# Problem to work on:
Some entries follow. Reproduce exactly the lines starting at the one with "self.tokens.is_empty()" and stopping after the one with "Empty text reads".

[Collected data entries]

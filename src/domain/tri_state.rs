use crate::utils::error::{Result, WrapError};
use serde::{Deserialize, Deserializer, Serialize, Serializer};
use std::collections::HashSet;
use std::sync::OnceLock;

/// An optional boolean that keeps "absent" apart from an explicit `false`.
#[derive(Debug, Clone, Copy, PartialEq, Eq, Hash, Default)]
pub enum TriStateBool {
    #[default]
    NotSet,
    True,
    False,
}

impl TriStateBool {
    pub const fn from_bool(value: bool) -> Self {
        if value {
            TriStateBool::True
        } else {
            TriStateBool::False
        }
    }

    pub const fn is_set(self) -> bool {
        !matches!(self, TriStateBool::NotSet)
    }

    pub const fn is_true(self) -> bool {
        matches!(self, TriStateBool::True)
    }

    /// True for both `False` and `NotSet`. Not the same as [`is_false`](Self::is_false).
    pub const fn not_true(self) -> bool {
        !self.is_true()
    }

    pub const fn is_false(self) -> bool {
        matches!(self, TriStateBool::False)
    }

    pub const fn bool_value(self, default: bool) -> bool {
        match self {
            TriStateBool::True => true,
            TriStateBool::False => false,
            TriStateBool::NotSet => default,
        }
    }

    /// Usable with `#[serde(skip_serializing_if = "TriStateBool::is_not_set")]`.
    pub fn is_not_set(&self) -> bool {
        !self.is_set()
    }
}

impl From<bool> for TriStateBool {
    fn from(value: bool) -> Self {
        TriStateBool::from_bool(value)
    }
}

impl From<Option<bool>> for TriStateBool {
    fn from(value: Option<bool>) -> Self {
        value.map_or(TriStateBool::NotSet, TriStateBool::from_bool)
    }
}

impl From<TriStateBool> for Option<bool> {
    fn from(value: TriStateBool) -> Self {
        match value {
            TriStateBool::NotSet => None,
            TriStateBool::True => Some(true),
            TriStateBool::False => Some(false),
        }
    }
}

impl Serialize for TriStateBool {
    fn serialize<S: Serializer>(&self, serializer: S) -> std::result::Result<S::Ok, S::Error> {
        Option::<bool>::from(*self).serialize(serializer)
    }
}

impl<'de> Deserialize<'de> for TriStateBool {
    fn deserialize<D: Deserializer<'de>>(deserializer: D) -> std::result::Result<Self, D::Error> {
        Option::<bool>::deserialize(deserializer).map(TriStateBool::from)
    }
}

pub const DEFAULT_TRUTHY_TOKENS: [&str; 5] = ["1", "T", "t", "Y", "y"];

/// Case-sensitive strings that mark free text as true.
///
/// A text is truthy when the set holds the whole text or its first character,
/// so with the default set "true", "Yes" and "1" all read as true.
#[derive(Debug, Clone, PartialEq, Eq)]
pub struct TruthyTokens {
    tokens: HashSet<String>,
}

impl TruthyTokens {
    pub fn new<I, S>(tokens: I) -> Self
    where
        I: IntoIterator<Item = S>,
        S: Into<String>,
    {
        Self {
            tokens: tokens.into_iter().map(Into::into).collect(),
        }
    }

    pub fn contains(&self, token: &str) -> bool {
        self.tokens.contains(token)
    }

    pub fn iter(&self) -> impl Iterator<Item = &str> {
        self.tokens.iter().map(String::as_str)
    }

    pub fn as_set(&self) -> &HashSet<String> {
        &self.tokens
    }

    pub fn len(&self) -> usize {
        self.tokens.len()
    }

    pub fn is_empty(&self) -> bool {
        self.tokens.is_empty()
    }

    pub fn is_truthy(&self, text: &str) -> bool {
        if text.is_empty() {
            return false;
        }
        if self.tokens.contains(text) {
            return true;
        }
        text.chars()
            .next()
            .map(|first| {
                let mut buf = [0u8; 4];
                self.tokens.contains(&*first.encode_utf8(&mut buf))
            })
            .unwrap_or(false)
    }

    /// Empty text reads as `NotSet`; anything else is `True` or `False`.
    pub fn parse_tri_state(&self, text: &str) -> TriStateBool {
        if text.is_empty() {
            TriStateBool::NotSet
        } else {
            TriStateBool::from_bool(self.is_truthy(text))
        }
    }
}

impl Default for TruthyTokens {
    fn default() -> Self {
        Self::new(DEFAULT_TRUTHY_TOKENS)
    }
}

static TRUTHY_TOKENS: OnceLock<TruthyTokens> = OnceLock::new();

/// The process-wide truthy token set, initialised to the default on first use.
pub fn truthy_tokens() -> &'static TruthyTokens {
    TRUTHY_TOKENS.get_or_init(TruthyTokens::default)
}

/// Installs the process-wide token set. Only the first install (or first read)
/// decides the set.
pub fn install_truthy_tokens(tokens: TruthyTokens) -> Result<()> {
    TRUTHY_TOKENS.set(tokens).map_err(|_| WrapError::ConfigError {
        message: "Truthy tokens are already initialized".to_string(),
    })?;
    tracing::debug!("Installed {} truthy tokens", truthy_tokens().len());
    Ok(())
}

# Written answer:
        self.tokens.is_empty()
    }

    pub fn is_truthy(&self, text: &str) -> bool {
        if text.is_empty() {
            return false;
        }
        if self.tokens.contains(text) {
            return true;
        }
        text.chars()
            .next()
            .map(|first| {
                let mut buf = [0u8; 4];
                self.tokens.contains(&*first.encode_utf8(&mut buf))
            })
            .unwrap_or(false)
    }

    /// Empty text reads as `NotSet`; anything else is `True` or `False`.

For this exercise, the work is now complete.